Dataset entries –
==*==
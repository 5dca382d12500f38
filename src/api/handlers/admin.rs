//! Administrative routes. All gated by role ADMIN (and the optional IP
//! allowlist) in the route layer.

use axum::extract::{Path, Query, State};
use axum::{Extension, Json};
use serde::Serialize;

use crate::auth::Identity;
use crate::errors::Error;
use crate::money::Money;
use crate::store::models::LedgerEntryType;
use crate::store::{AdminStats, RoundListEntry, UserPatch};

use super::super::errors::ApiError;
use super::super::middleware::RequestId;
use super::super::models::{AdminUpdateUserRequest, AdminUserRow, PageQuery};
use super::super::rate_limit::LimiterKey;
use super::super::AppContext;

/// GET /api/admin/stats
pub async fn stats(
    State(ctx): State<AppContext>,
    Extension(request_id): Extension<RequestId>,
    Extension(identity): Extension<Identity>,
) -> Result<Json<AdminStats>, ApiError> {
    let rid = request_id.0;
    ctx.limits
        .admin
        .check(LimiterKey::User(identity.user_id))
        .map_err(|e| ApiError::new(rid.clone(), e))?;

    let stats = ctx
        .store_call(|store| store.admin_stats())
        .await
        .map_err(|e| ApiError::new(rid, e))?;
    Ok(Json(stats))
}

#[derive(Debug, Serialize)]
pub struct AdminUsersResponse {
    pub users: Vec<AdminUserRow>,
}

/// GET /api/admin/users?limit={n}&offset={n}
pub async fn list_users(
    State(ctx): State<AppContext>,
    Extension(request_id): Extension<RequestId>,
    Extension(identity): Extension<Identity>,
    Query(page): Query<PageQuery>,
) -> Result<Json<AdminUsersResponse>, ApiError> {
    let rid = request_id.0;
    ctx.limits
        .admin
        .check(LimiterKey::User(identity.user_id))
        .map_err(|e| ApiError::new(rid.clone(), e))?;

    let limit = page.limit.clamp(1, 200);
    let offset = page.offset;
    let users = ctx
        .store_call(move |store| store.list_users(limit, offset))
        .await
        .map_err(|e| ApiError::new(rid, e))?;

    Ok(Json(AdminUsersResponse {
        users: users.into_iter().map(AdminUserRow::from).collect(),
    }))
}

/// PUT /api/admin/users/:id
pub async fn update_user(
    State(ctx): State<AppContext>,
    Extension(request_id): Extension<RequestId>,
    Extension(identity): Extension<Identity>,
    Path(user_id): Path<i64>,
    Json(request): Json<AdminUpdateUserRequest>,
) -> Result<Json<AdminUserRow>, ApiError> {
    let rid = request_id.0;
    let fail = |e: Error| ApiError::new(rid.clone(), e);

    ctx.limits
        .admin
        .check(LimiterKey::User(identity.user_id))
        .map_err(&fail)?;

    // Manual balance corrections are booked through the ledger like any
    // other delta; never written directly.
    if let Some(adjustment) = request.balance_adjustment {
        let amount = Money::parse_amount(adjustment).map_err(&fail)?;
        if amount != Money::ZERO {
            let reason = request
                .adjustment_reason
                .clone()
                .unwrap_or_else(|| "manual adjustment".to_string());
            let balance = ctx
                .store_call(move |store| {
                    store.adjust_balance(
                        user_id,
                        amount,
                        LedgerEntryType::Adjustment,
                        &reason,
                        None,
                    )
                })
                .await
                .map_err(&fail)?;
            ctx.registry
                .set_balance(crate::ws::registry::SessionKey::User(user_id), balance);
        }
    }

    let patch = UserPatch {
        username: request.username,
        role: request.role,
        is_active: request.is_active,
    };
    let user = ctx
        .store_call(move |store| store.update_user(user_id, patch))
        .await
        .map_err(&fail)?;

    Ok(Json(AdminUserRow::from(user)))
}

#[derive(Debug, Serialize)]
pub struct AdminRoundsResponse {
    pub rounds: Vec<RoundListEntry>,
}

/// GET /api/admin/rounds?limit={n}&offset={n}
pub async fn list_rounds(
    State(ctx): State<AppContext>,
    Extension(request_id): Extension<RequestId>,
    Extension(identity): Extension<Identity>,
    Query(page): Query<PageQuery>,
) -> Result<Json<AdminRoundsResponse>, ApiError> {
    let rid = request_id.0;
    ctx.limits
        .admin
        .check(LimiterKey::User(identity.user_id))
        .map_err(|e| ApiError::new(rid.clone(), e))?;

    let limit = page.limit.clamp(1, 200);
    let offset = page.offset;
    let rounds = ctx
        .store_call(move |store| store.list_rounds(limit, offset))
        .await
        .map_err(|e| ApiError::new(rid, e))?;

    Ok(Json(AdminRoundsResponse { rounds }))
}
==*==
TASK – Would you retype the lines above from the one with "-> Result<Json<AdminUserRow>, ApiError>" down to the one with "let reason = request", word for word, both ends included and no other lines?

PROBLEM SOLUTION –
) -> Result<Json<AdminUserRow>, ApiError> {
    let rid = request_id.0;
    let fail = |e: Error| ApiError::new(rid.clone(), e);

    ctx.limits
        .admin
        .check(LimiterKey::User(identity.user_id))
        .map_err(&fail)?;

    // Manual balance corrections are booked through the ledger like any
    // other delta; never written directly.
    if let Some(adjustment) = request.balance_adjustment {
        let amount = Money::parse_amount(adjustment).map_err(&fail)?;
        if amount != Money::ZERO {
            let reason = request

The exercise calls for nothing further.